Go through the records and copy each line where the word "input" occurs.

** Opening Material provided block **

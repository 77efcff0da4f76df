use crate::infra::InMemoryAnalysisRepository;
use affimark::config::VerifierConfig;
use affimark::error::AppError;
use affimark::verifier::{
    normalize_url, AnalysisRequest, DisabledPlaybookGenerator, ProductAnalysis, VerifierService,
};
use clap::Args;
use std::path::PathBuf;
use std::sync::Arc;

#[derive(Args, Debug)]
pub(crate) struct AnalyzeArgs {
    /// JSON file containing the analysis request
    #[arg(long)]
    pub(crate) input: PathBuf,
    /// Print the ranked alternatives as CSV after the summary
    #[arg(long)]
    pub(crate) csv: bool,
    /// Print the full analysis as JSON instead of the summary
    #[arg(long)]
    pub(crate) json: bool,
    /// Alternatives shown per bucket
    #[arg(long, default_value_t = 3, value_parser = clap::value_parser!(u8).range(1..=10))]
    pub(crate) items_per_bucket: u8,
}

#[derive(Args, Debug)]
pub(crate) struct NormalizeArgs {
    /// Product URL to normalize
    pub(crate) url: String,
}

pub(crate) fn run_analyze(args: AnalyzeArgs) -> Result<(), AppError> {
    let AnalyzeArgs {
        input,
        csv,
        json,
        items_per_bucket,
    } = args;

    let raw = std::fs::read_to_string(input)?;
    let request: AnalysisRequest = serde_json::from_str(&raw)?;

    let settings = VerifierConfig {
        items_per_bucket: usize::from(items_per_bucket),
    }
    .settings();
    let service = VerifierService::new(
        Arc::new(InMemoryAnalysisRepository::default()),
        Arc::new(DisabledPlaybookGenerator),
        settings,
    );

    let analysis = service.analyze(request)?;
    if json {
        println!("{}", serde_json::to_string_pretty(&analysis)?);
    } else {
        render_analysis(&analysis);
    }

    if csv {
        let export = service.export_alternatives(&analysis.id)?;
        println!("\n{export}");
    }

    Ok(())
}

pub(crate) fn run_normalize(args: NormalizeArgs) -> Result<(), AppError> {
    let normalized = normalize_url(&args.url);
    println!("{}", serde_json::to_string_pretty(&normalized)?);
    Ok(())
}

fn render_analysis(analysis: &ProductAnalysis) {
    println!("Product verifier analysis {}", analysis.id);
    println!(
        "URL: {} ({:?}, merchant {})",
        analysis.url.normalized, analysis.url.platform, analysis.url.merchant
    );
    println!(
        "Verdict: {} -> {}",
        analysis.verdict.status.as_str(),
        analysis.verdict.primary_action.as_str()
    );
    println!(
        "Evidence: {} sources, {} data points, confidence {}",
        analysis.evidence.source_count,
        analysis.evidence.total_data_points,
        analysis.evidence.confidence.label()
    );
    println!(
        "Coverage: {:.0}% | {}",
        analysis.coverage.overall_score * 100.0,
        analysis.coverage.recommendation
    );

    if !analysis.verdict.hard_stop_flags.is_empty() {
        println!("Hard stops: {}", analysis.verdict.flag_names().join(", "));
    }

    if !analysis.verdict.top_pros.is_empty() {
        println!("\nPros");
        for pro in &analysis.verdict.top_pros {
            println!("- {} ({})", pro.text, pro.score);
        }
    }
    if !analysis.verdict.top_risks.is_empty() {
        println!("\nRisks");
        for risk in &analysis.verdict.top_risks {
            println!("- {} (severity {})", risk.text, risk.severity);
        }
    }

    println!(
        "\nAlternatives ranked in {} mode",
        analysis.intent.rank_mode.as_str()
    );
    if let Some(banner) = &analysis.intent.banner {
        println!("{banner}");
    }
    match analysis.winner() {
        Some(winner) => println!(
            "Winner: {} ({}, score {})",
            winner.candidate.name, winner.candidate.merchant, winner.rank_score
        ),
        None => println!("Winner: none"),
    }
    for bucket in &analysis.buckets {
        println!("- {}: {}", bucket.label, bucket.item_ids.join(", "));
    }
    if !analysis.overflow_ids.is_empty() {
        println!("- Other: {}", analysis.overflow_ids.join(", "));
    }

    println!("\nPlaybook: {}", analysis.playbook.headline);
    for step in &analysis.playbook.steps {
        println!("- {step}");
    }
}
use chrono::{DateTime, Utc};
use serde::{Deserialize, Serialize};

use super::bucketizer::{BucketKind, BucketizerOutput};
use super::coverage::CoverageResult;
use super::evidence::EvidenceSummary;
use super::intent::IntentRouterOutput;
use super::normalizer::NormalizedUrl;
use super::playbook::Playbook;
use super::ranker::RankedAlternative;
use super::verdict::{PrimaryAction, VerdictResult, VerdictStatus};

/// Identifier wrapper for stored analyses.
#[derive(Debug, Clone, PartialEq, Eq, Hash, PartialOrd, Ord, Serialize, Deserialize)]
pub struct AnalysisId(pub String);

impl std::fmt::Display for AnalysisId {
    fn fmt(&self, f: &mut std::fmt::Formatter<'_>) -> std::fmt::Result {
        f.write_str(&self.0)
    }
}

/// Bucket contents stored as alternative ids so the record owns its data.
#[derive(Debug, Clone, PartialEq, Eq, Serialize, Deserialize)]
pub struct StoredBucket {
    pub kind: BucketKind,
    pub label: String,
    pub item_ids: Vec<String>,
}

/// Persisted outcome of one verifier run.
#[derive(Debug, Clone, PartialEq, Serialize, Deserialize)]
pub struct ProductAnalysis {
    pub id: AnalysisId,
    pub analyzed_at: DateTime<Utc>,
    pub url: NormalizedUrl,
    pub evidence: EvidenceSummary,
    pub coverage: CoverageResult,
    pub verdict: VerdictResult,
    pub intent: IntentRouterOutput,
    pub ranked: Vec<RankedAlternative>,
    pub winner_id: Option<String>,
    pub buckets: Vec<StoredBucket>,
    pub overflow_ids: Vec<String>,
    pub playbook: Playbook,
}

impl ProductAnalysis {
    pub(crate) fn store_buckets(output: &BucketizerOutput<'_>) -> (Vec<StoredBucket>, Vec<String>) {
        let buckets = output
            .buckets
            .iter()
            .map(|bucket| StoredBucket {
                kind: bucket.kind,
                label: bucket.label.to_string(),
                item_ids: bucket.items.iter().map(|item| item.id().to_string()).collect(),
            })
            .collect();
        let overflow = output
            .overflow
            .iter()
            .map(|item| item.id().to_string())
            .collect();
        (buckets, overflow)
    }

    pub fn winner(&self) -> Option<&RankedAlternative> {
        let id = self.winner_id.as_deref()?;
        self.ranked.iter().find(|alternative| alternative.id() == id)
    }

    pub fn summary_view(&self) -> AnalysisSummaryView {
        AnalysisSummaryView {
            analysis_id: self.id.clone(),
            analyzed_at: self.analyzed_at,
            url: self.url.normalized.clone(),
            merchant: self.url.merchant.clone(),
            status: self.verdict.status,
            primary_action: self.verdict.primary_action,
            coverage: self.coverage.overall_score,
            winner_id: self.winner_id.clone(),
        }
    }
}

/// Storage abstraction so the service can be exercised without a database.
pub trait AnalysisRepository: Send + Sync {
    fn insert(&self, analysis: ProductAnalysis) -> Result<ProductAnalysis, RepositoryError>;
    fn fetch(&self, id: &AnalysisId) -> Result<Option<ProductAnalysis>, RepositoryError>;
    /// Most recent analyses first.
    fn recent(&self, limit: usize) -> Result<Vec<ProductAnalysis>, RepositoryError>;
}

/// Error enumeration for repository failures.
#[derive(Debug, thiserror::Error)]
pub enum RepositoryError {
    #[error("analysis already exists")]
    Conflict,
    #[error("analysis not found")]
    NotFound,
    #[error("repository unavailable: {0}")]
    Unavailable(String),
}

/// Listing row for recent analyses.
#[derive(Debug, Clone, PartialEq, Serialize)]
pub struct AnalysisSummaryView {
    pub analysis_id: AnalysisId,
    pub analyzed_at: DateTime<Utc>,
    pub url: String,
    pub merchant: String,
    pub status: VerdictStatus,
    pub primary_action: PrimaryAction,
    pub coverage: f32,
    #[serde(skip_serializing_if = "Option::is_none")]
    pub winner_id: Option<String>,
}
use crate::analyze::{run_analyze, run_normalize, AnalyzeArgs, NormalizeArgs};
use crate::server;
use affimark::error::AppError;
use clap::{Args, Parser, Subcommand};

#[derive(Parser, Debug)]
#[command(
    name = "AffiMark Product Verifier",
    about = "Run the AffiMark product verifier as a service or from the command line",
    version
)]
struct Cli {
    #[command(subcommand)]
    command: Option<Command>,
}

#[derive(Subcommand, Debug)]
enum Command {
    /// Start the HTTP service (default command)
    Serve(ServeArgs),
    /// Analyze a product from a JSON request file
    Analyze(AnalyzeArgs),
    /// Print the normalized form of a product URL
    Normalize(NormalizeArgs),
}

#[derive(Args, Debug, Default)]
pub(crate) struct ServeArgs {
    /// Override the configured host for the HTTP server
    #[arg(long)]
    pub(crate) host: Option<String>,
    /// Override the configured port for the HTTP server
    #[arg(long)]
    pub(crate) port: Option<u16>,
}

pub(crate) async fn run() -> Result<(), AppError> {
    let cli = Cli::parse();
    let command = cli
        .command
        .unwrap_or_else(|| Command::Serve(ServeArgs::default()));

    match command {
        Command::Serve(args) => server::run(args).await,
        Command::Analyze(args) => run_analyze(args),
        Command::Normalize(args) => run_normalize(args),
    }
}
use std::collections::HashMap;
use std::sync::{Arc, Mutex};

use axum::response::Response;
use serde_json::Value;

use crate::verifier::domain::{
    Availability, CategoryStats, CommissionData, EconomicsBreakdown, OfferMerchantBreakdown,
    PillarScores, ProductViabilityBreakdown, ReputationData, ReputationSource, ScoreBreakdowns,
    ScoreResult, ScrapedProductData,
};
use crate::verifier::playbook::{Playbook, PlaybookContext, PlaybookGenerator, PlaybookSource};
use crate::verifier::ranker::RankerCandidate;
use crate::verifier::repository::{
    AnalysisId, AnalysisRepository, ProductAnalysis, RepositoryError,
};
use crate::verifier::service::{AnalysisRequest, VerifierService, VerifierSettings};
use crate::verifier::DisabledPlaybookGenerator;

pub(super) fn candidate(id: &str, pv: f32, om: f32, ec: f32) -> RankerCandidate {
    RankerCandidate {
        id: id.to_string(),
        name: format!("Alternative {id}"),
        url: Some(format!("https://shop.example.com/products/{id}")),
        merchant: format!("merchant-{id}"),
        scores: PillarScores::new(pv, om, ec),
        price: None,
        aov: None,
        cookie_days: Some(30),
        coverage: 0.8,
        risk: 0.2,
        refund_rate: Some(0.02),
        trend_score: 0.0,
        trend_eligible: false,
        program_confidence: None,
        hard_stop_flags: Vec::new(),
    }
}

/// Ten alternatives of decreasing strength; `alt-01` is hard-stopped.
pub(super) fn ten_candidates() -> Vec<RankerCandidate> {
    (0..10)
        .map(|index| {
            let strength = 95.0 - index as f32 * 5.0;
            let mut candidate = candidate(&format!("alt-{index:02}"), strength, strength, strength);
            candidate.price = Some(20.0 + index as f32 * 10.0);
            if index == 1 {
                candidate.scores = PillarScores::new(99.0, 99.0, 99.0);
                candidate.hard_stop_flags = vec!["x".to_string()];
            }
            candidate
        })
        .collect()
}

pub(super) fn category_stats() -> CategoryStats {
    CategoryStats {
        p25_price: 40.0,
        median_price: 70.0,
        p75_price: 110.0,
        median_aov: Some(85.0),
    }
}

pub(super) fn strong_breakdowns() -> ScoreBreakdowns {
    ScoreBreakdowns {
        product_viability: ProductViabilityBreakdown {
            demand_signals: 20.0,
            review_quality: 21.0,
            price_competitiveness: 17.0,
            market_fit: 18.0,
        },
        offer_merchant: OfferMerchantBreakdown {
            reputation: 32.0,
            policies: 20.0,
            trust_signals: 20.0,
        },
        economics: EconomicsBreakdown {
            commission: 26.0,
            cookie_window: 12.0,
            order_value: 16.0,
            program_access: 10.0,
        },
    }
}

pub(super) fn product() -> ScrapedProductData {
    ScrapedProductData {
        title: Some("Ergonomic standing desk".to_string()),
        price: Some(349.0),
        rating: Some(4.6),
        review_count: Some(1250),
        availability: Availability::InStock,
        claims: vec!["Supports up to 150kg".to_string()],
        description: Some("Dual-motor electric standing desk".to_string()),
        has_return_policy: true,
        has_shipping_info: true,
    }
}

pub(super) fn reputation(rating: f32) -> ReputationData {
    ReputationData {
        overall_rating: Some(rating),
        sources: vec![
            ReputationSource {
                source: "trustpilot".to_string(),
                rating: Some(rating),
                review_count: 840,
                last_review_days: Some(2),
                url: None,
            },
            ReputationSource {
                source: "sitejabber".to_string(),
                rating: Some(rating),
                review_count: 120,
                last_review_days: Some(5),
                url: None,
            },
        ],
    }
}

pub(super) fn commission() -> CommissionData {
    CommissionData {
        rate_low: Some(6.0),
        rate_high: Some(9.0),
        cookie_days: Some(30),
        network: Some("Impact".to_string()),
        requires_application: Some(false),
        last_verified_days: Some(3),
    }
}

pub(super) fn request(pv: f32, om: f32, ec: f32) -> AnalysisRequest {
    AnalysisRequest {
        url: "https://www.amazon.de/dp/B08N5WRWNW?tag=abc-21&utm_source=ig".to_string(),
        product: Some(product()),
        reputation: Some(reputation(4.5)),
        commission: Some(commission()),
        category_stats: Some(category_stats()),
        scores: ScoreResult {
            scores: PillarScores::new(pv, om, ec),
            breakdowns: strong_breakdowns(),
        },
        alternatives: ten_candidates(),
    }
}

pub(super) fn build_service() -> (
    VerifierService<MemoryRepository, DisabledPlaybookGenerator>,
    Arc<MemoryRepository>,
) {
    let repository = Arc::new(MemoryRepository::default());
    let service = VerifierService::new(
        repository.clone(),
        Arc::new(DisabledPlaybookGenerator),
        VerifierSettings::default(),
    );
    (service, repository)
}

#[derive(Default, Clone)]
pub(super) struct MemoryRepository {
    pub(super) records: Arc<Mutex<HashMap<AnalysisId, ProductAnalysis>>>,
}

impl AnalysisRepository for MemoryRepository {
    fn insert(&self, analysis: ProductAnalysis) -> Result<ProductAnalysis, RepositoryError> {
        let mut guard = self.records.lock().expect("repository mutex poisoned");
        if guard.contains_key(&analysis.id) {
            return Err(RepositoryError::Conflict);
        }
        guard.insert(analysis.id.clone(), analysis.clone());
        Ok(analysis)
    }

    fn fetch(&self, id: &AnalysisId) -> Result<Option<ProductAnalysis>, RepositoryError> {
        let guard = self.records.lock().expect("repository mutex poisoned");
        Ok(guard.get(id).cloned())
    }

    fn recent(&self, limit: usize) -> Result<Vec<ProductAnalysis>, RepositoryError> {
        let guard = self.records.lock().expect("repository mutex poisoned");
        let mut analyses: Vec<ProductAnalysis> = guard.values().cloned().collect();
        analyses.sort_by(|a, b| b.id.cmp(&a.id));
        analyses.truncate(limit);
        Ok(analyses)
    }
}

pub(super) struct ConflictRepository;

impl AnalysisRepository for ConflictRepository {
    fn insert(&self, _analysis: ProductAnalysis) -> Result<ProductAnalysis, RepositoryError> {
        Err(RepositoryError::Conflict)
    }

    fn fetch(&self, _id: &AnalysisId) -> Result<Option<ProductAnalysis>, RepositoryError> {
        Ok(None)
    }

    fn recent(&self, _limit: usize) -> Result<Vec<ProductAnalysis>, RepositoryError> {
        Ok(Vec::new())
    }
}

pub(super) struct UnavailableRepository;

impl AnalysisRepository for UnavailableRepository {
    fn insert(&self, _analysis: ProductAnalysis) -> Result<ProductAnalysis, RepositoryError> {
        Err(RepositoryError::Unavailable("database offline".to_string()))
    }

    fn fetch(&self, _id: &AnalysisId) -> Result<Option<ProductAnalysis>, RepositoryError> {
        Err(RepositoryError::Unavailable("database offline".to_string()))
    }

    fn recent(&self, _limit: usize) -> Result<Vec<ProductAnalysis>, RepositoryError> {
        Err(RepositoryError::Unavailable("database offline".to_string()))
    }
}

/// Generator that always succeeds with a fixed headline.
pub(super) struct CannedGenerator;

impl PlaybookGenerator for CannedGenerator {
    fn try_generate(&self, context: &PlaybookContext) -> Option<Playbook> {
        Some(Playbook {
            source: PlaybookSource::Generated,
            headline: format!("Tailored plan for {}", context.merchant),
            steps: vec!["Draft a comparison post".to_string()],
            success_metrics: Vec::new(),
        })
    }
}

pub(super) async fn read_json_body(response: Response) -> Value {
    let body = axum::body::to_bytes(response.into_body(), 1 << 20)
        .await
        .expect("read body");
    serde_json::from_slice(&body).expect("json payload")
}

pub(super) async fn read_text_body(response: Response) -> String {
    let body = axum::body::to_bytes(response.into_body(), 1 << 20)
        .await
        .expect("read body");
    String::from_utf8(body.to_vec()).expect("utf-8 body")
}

** Closing Material provided block **
** Opening Material provided block **

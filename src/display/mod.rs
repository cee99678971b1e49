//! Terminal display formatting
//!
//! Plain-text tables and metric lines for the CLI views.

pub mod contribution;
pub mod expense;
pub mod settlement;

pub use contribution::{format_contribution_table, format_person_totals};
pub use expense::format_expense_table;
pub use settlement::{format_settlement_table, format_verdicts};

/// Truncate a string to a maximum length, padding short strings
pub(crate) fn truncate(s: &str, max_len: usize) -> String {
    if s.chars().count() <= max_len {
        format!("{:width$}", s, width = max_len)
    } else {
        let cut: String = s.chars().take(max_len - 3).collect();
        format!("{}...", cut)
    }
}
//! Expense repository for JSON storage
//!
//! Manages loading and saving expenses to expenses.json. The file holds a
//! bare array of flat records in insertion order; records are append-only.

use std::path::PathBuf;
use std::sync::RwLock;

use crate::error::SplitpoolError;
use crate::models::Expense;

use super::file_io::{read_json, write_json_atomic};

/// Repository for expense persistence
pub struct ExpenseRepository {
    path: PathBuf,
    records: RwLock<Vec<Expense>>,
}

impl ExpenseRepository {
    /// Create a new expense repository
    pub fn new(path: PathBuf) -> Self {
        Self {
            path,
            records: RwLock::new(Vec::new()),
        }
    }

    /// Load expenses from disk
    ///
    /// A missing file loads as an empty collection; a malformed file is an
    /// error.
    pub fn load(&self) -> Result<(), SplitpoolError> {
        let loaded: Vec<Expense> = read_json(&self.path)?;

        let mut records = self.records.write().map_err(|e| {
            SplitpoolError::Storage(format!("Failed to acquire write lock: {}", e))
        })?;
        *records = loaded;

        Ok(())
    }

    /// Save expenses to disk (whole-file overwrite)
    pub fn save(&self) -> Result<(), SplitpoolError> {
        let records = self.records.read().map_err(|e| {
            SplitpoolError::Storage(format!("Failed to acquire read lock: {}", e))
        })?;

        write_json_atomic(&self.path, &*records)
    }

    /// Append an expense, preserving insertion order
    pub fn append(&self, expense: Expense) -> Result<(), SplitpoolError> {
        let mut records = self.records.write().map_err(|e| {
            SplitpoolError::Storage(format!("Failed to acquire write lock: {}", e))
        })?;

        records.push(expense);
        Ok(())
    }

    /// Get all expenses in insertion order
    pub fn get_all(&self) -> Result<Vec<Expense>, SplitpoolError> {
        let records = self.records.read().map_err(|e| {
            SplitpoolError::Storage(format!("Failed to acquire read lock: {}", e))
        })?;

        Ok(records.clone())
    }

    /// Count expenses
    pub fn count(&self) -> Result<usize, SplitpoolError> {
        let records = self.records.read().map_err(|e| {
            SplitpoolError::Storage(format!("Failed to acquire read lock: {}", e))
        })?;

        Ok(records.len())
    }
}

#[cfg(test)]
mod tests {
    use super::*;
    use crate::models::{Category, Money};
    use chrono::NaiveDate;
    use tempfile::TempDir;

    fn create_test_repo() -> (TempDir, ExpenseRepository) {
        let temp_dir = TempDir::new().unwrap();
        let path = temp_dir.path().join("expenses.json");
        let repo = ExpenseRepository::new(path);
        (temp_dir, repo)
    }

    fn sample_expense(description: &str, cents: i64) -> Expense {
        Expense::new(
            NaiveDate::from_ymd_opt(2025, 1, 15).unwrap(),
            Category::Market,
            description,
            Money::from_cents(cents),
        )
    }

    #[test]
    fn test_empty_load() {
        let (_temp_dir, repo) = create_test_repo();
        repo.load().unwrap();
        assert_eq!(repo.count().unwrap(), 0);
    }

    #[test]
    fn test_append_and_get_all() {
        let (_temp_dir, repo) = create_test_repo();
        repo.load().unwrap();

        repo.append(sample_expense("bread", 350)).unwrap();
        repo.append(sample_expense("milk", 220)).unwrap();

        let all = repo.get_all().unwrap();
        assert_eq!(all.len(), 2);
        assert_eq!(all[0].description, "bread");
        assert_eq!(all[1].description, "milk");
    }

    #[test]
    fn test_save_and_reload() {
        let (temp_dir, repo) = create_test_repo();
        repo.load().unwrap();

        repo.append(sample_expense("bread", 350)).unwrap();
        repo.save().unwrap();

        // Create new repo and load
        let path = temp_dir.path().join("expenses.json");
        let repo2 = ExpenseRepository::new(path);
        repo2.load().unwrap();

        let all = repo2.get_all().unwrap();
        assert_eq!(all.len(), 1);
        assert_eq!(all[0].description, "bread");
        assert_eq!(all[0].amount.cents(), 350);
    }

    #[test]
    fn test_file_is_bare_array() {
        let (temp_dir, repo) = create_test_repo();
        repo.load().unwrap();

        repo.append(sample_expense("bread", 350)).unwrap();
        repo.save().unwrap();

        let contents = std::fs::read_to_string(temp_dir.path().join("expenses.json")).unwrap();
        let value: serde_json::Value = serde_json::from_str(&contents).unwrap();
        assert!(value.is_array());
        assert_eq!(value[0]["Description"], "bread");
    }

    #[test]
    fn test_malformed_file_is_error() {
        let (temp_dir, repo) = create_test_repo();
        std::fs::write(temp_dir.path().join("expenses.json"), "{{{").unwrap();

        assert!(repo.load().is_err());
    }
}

** Closing Material provided block **

• [Task result]
    pub(crate) input: PathBuf,
        input,
    let raw = std::fs::read_to_string(input)?;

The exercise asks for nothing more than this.